How do climate risks propagate through supply chains?

Climate risks propagate through supply chains when weather shocks in one region disrupt production or demand, transmitting economic losses to trading partners in distant areas. BIS research shows that customer dry spells can reduce GDP growth by 1-2 percentage points in connected municipalities, even those located over 500 kilometers away from the affected area.

Which economic sectors are most vulnerable to supply chain climate shocks?

Agriculture is the most vulnerable sector, with moderate customer dry spells reducing agricultural GDP growth by 4.1 percentage points. Manufacturing responds primarily to intense supplier shocks with a 15.7 percentage point GDP decline. The services sector remains largely insulated from remote climate anomalies transmitted through trade networks.

What is the estimated GDP impact of climate change through supply chains?

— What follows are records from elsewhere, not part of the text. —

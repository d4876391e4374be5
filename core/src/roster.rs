use std::fmt;

use serde::{Deserialize, Serialize};

use crate::error::SetupError;
use crate::geometry::Vec3;
use crate::rules::PuzzleRules;

/// Index of a ring in the session roster. Stable for the whole session.
#[derive(Debug, Clone, Copy, PartialEq, Eq, Hash, PartialOrd, Ord, Serialize, Deserialize)]
pub struct RingId(pub usize);

/// Index of a peg in the roster, after sorting by classification coordinate.
#[derive(Debug, Clone, Copy, PartialEq, Eq, Hash, PartialOrd, Ord, Serialize, Deserialize)]
pub struct PegId(pub usize);

impl RingId {
    pub fn index(self) -> usize {
        self.0
    }
}

impl PegId {
    pub fn index(self) -> usize {
        self.0
    }
}

impl fmt::Display for RingId {
    fn fmt(&self, f: &mut fmt::Formatter<'_>) -> fmt::Result {
        write!(f, "ring#{}", self.0)
    }
}

impl fmt::Display for PegId {
    fn fmt(&self, f: &mut fmt::Formatter<'_>) -> fmt::Result {
        write!(f, "peg#{}", self.0)
    }
}

#[derive(Debug, Clone, PartialEq, Serialize, Deserialize)]
pub struct RingSpec {
    pub name: String,
    pub size: f32,
    pub thickness: f32,
}

impl RingSpec {
    pub fn new(name: impl Into<String>, size: f32, thickness: f32) -> Self {
        Self {
            name: name.into(),
            size,
            thickness,
        }
    }

    /// `count` rings, each `step` smaller than the previous one.
    pub fn graded(count: usize, largest: f32, step: f32, thickness: f32) -> Vec<RingSpec> {
        (0..count)
            .map(|idx| RingSpec::new(format!("Donut {}", idx + 1), largest - step * idx as f32, thickness))
            .collect()
    }
}

#[derive(Debug, Clone, PartialEq, Serialize, Deserialize)]
pub struct PegSpec {
    pub name: String,
    pub position: Vec3,
}

impl PegSpec {
    pub fn new(name: impl Into<String>, position: Vec3) -> Self {
        Self {
            name: name.into(),
            position,
        }
    }

    /// `count` pegs spaced `spacing` apart along `Z`.
    pub fn row(count: usize, spacing: f32) -> Vec<PegSpec> {
        (0..count)
            .map(|idx| PegSpec::new(format!("Tower {}", idx + 1), Vec3::new(0.0, 0.0, spacing * idx as f32)))
            .collect()
    }
}

#[derive(Debug, Clone, PartialEq)]
pub struct Ring {
    pub id: RingId,
    pub name: String,
    pub size: f32,
    pub thickness: f32,
    pub position: Vec3,
}

#[derive(Debug, Clone, PartialEq)]
pub struct Peg {
    pub id: PegId,
    pub name: String,
    pub position: Vec3,
}

/// Rings and pegs of one session. The only source of truth for positions.
#[derive(Debug, Clone, Default)]
pub struct Roster {
    rings: Vec<Ring>,
    pegs: Vec<Peg>,
}

impl Roster {
    pub fn build(
        rings: Vec<RingSpec>,
        pegs: Vec<PegSpec>,
        rules: &PuzzleRules,
    ) -> Result<Self, SetupError> {
        if rules.axis.is_height() {
            return Err(SetupError::HeightAxis { axis: rules.axis });
        }
        if rings.is_empty() {
            return Err(SetupError::EmptyRoster);
        }
        if pegs.len() < 2 {
            return Err(SetupError::TooFewPegs { found: pegs.len() });
        }
        for ring in &rings {
            if !ring.size.is_finite() || ring.size <= 0.0 {
                return Err(SetupError::InvalidRingSize {
                    ring: ring.name.clone(),
                    size: ring.size,
                });
            }
        }
        if !rules.allow_duplicate_sizes {
            for (idx, ring) in rings.iter().enumerate() {
                if let Some(other) = rings[idx + 1..].iter().find(|other| other.size == ring.size) {
                    return Err(SetupError::DuplicateRingSize {
                        first: ring.name.clone(),
                        second: other.name.clone(),
                    });
                }
            }
        }
        if let Some(peg) = pegs.iter().find(|peg| !peg.position.is_finite()) {
            return Err(SetupError::InvalidPegPosition {
                peg: peg.name.clone(),
            });
        }

        let mut pegs = pegs;
        // sort_by is stable, equal coordinates keep caller order
        pegs.sort_by(|a, b| {
            rules
                .axis
                .component(a.position)
                .total_cmp(&rules.axis.component(b.position))
        });
        let pegs = pegs
            .into_iter()
            .enumerate()
            .map(|(idx, entry)| Peg {
                id: PegId(idx),
                name: entry.name,
                position: entry.position,
            })
            .collect();
        let rings = rings
            .into_iter()
            .enumerate()
            .map(|(idx, entry)| Ring {
                id: RingId(idx),
                name: entry.name,
                size: entry.size,
                thickness: if entry.thickness.is_finite() {
                    entry.thickness.max(0.0)
                } else {
                    0.0
                },
                position: Vec3::ZERO,
            })
            .collect();
        Ok(Self { rings, pegs })
    }

    pub fn rings(&self) -> &[Ring] {
        &self.rings
    }

    pub fn pegs(&self) -> &[Peg] {
        &self.pegs
    }

    pub fn ring(&self, id: RingId) -> Option<&Ring> {
        self.rings.get(id.0)
    }

    pub fn peg(&self, id: PegId) -> Option<&Peg> {
        self.pegs.get(id.0)
    }

    pub fn start_peg(&self) -> Option<&Peg> {
        self.pegs.first()
    }

    pub fn goal_peg(&self) -> Option<&Peg> {
        self.pegs.last()
    }

    pub(crate) fn ring_mut(&mut self, id: RingId) -> Option<&mut Ring> {
        self.rings.get_mut(id.0)
    }

    pub(crate) fn positions(&self) -> Vec<Vec3> {
        self.rings.iter().map(|ring| ring.position).collect()
    }

    pub(crate) fn restore_positions(&mut self, positions: &[Vec3]) {
        for (ring, pos) in self.rings.iter_mut().zip(positions) {
            ring.position = *pos;
        }
    }
}

#[cfg(test)]
mod tests {
    use super::*;

    #[test]
    fn build_sorts_pegs_along_axis() {
        let pegs = vec![
            PegSpec::new("right", Vec3::new(0.0, 0.0, 2.0)),
            PegSpec::new("left", Vec3::new(0.0, 0.0, -1.0)),
            PegSpec::new("middle", Vec3::new(0.0, 0.0, 0.5)),
        ];
        let roster = Roster::build(RingSpec::graded(2, 1.0, 0.1, 0.1), pegs, &PuzzleRules::default())
            .expect("roster");
        let names: Vec<&str> = roster.pegs().iter().map(|peg| peg.name.as_str()).collect();
        assert_eq!(names, vec!["left", "middle", "right"]);
        assert_eq!(roster.start_peg().map(|peg| peg.id), Some(PegId(0)));
        assert_eq!(roster.goal_peg().map(|peg| peg.id), Some(PegId(2)));
    }

    #[test]
    fn build_rejects_empty_and_single_peg() {
        let rules = PuzzleRules::default();
        assert_eq!(
            Roster::build(Vec::new(), PegSpec::row(3, 1.0), &rules).unwrap_err(),
            SetupError::EmptyRoster
        );
        assert_eq!(
            Roster::build(RingSpec::graded(3, 1.0, 0.1, 0.1), PegSpec::row(1, 1.0), &rules).unwrap_err(),
            SetupError::TooFewPegs { found: 1 }
        );
    }

    #[test]
    fn build_rejects_height_axis() {
        let rules = PuzzleRules {
            axis: crate::geometry::Axis::Y,
            ..PuzzleRules::default()
        };
        assert!(matches!(
            Roster::build(RingSpec::graded(2, 1.0, 0.1, 0.1), PegSpec::row(3, 1.0), &rules),
            Err(SetupError::HeightAxis { .. })
        ));
    }

    #[test]
    fn duplicate_sizes_follow_rules() {
        let rings = vec![RingSpec::new("a", 1.0, 0.1), RingSpec::new("b", 1.0, 0.1)];
        let strict = Roster::build(rings.clone(), PegSpec::row(3, 1.0), &PuzzleRules::default());
        assert!(matches!(strict, Err(SetupError::DuplicateRingSize { .. })));
        let permissive = PuzzleRules {
            allow_duplicate_sizes: true,
            ..PuzzleRules::default()
        };
        assert!(Roster::build(rings, PegSpec::row(3, 1.0), &permissive).is_ok());
    }

    #[test]
    fn graded_rings_shrink() {
        let rings = RingSpec::graded(3, 1.0, 0.25, 0.1);
        let sizes: Vec<f32> = rings.iter().map(|ring| ring.size).collect();
        assert_eq!(sizes, vec![1.0, 0.75, 0.5]);
        assert_eq!(rings[2].name, "Donut 3");
    }
}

According to BIS Working Paper No. 1260, supply chain spillovers from climate change reduce average municipal GDP growth by approximately 0.4 to 1 percentage point annually. This estimate captures only the indirect transmission through trade networks, meaning total climate economic losses including direct local effects are substantially larger.

Can international trade offset domestic supply chain climate shocks?

No. BIS research finds that foreign trade neither serves as a buffer against domestically-transmitted supply chain climate shocks nor amplifies them. Instead, import activity itself declines when domestic customers suffer climate shocks, suggesting international trade is a casualty rather than a remedy for climate-related economic disruptions.

Why are moderate climate shocks more economically damaging than extreme events?

Moderate climate anomalies (1-2 standard deviations from historical norms) cause more cumulative economic damage than extreme events because they occur far more frequently. Their per-event impact on GDP growth is comparable in magnitude to intense shocks, but their higher frequency means they drive the bulk of total economic losses over time.